**About this exercise:** Go through the data line by line. Copy each one holding the string "Convenience".

====================

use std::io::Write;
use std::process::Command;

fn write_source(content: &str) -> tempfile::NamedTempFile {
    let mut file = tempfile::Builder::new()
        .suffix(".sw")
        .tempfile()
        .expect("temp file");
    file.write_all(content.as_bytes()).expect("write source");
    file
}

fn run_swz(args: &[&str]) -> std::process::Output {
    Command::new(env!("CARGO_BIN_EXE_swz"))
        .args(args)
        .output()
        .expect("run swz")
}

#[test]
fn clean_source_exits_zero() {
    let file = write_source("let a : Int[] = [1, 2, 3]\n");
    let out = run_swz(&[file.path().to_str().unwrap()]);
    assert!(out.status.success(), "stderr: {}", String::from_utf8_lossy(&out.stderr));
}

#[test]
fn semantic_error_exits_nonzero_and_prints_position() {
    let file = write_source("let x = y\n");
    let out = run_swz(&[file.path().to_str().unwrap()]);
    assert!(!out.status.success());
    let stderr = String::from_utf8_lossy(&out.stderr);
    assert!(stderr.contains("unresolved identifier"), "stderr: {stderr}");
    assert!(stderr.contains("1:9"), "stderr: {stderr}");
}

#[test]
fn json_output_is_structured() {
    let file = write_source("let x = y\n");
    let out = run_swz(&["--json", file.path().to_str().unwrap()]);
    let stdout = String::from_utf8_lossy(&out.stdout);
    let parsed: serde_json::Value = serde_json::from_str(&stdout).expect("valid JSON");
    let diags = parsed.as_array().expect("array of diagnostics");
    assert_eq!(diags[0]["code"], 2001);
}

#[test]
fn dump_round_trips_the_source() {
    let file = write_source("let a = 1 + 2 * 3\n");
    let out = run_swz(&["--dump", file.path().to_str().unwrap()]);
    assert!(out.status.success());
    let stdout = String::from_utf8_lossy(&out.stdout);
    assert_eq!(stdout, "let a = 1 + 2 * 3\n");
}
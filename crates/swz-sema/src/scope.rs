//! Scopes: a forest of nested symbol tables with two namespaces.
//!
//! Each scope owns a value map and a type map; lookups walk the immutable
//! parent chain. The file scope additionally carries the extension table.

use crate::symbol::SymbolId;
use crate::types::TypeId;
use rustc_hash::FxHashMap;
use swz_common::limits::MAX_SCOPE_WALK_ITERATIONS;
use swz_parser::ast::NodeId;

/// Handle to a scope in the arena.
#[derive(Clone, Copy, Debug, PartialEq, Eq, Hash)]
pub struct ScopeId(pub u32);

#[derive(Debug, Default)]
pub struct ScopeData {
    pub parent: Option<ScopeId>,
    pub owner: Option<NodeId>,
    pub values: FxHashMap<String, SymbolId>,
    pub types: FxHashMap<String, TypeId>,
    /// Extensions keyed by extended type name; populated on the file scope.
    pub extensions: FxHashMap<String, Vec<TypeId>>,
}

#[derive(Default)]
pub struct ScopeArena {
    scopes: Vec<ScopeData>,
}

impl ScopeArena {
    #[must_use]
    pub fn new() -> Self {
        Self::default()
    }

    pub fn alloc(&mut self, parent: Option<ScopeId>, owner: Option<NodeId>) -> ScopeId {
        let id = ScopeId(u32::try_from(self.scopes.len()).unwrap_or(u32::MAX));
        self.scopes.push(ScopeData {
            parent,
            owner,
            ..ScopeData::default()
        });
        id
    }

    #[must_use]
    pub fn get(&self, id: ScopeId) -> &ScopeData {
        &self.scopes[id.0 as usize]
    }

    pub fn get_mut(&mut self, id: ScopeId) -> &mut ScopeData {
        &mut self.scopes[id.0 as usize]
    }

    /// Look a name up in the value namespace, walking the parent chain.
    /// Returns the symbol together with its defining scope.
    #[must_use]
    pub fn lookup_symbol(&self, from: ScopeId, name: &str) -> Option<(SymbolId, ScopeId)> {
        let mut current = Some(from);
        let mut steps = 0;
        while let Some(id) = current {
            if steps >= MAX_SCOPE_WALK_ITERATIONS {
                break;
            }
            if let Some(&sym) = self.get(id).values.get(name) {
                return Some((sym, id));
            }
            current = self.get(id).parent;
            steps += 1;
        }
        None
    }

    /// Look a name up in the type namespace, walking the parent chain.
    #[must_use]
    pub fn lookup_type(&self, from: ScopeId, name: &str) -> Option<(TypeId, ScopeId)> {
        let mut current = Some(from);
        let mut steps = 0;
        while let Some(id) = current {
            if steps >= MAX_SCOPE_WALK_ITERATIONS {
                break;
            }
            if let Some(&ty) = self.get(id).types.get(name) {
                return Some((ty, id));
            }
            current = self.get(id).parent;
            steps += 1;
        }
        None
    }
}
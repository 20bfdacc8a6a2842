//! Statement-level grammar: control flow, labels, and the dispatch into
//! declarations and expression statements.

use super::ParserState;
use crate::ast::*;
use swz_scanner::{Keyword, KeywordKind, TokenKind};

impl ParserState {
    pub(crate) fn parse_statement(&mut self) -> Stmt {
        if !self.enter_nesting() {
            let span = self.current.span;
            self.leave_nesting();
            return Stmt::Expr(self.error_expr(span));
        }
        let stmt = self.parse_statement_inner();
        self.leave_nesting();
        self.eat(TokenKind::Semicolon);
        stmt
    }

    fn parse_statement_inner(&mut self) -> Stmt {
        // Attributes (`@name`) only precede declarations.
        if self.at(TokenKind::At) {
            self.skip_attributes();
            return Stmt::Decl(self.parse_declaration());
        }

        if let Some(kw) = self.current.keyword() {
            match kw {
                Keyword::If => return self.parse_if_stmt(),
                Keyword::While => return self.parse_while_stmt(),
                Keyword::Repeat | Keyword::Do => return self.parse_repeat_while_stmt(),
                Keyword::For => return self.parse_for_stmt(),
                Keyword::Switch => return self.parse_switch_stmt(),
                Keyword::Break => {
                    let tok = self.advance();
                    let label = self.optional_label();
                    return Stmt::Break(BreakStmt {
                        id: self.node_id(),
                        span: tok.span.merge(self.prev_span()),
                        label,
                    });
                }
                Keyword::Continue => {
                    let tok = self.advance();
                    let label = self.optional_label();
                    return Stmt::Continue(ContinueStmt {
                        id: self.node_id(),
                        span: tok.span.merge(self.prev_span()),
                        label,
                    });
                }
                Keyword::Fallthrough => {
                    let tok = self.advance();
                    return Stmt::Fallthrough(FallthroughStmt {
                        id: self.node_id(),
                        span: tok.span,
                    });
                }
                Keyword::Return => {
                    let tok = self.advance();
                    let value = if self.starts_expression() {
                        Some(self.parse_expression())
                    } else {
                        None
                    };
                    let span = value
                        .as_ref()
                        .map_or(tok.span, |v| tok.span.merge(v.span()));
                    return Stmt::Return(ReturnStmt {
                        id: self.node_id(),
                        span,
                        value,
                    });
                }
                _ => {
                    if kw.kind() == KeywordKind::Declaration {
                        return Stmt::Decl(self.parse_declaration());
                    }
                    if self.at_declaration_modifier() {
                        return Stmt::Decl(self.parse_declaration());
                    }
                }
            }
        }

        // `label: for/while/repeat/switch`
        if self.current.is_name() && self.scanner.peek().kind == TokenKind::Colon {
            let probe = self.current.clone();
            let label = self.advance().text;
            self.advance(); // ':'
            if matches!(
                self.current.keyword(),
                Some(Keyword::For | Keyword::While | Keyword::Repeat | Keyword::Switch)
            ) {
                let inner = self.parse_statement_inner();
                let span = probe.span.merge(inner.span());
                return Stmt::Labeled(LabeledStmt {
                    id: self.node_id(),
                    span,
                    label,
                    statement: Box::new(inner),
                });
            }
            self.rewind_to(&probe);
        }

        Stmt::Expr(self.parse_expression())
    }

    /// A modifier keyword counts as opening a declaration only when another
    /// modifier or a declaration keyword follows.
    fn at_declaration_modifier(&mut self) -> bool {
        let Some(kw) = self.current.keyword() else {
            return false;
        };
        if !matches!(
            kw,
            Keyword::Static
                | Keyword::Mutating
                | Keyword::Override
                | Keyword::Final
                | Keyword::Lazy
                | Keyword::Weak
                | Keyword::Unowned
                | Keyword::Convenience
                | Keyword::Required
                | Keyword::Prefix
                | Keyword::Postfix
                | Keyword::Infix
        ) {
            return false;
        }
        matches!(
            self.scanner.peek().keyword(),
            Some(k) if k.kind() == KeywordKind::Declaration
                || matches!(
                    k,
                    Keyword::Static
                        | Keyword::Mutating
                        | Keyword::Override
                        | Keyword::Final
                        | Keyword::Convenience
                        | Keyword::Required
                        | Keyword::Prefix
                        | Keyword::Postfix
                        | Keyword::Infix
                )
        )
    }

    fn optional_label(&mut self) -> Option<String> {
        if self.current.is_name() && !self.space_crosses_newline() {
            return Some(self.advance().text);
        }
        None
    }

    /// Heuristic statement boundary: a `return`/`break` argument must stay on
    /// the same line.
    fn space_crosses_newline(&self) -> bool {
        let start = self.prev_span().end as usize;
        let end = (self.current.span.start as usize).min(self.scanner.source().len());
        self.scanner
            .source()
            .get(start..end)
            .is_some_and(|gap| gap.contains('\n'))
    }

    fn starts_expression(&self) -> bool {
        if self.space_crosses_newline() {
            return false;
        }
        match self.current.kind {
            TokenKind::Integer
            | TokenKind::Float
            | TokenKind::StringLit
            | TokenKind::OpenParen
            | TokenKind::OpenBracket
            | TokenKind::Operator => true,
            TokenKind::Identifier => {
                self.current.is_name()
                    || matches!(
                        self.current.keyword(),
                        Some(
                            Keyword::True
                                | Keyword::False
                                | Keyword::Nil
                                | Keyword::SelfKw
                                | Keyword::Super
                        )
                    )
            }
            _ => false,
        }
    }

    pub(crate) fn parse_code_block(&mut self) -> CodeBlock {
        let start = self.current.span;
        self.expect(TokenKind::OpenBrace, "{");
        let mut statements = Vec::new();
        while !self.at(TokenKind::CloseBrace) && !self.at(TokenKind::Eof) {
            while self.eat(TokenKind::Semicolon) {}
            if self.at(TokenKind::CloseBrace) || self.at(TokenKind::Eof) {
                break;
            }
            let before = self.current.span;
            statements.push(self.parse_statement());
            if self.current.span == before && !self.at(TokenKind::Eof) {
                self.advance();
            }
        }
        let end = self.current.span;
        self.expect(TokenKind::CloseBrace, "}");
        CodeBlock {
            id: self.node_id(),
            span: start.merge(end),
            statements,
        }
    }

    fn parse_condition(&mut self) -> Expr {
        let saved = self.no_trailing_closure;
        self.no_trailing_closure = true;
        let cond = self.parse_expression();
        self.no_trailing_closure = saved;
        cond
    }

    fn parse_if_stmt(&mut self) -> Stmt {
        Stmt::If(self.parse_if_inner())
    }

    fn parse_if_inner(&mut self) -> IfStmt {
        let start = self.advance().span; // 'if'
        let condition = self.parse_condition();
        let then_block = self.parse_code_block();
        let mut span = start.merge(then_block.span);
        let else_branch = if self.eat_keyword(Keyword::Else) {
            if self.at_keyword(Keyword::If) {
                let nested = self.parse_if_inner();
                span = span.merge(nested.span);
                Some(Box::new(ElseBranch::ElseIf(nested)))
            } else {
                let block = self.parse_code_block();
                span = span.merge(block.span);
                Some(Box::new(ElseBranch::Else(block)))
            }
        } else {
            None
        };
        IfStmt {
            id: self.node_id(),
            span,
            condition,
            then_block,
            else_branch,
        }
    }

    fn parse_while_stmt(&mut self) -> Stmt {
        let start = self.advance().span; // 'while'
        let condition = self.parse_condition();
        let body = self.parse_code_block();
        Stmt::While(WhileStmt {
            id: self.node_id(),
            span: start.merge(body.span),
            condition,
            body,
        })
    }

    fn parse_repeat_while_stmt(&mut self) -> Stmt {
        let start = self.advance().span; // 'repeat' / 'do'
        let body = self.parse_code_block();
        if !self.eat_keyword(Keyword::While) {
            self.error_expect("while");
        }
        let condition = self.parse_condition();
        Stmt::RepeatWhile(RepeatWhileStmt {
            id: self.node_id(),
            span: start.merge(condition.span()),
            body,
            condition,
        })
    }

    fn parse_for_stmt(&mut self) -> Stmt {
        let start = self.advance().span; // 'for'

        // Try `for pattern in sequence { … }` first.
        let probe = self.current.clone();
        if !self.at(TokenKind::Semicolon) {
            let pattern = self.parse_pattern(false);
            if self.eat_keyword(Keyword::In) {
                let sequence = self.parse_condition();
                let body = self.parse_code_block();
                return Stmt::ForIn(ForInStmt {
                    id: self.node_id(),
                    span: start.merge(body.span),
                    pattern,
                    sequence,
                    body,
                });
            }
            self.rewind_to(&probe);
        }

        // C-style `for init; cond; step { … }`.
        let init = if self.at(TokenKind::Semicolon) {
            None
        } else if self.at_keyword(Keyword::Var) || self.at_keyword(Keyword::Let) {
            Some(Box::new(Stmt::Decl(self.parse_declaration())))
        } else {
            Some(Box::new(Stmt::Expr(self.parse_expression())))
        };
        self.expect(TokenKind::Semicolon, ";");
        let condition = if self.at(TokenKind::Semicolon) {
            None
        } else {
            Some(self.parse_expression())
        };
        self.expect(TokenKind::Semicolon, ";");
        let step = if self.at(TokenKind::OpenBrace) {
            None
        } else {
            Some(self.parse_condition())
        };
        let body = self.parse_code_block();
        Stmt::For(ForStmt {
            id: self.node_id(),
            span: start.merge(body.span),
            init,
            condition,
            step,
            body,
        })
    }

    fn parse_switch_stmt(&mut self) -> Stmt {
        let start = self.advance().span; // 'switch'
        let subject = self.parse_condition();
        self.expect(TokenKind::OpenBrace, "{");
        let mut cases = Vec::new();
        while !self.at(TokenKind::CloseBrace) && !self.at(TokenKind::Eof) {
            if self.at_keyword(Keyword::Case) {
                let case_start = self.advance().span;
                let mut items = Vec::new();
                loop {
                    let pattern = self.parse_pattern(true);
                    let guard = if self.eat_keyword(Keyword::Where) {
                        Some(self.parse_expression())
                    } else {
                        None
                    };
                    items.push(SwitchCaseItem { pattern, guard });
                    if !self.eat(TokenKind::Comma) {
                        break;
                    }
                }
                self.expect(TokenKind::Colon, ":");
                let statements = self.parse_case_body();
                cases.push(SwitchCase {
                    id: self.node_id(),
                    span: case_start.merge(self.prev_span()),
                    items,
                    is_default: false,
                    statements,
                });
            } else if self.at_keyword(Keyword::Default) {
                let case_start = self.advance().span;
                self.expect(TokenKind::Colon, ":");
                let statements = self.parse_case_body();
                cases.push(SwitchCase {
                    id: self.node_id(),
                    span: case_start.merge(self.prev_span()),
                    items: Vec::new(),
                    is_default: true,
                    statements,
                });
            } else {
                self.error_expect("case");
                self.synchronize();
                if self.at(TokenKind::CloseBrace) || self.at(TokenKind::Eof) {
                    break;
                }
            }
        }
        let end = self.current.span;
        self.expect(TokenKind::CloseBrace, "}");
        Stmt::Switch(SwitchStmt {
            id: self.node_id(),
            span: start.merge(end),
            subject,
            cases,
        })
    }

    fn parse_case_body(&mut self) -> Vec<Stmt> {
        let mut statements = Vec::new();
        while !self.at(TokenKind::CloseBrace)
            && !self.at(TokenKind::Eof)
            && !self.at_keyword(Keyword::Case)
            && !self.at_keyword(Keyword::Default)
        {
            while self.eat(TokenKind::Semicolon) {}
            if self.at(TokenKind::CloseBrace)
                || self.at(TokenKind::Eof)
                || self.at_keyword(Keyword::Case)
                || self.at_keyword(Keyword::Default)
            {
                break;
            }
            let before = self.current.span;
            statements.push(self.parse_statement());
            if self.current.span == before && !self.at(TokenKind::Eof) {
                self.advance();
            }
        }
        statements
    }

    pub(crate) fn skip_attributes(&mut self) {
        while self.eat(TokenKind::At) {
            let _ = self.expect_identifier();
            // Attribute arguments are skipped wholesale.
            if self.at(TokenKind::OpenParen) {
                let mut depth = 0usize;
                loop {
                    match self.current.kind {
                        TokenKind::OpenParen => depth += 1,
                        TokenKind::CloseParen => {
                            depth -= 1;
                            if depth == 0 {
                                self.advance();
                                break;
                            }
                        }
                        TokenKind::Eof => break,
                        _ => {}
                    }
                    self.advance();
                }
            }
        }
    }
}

====================

**Response box:**
                | Keyword::Convenience
                        | Keyword::Convenience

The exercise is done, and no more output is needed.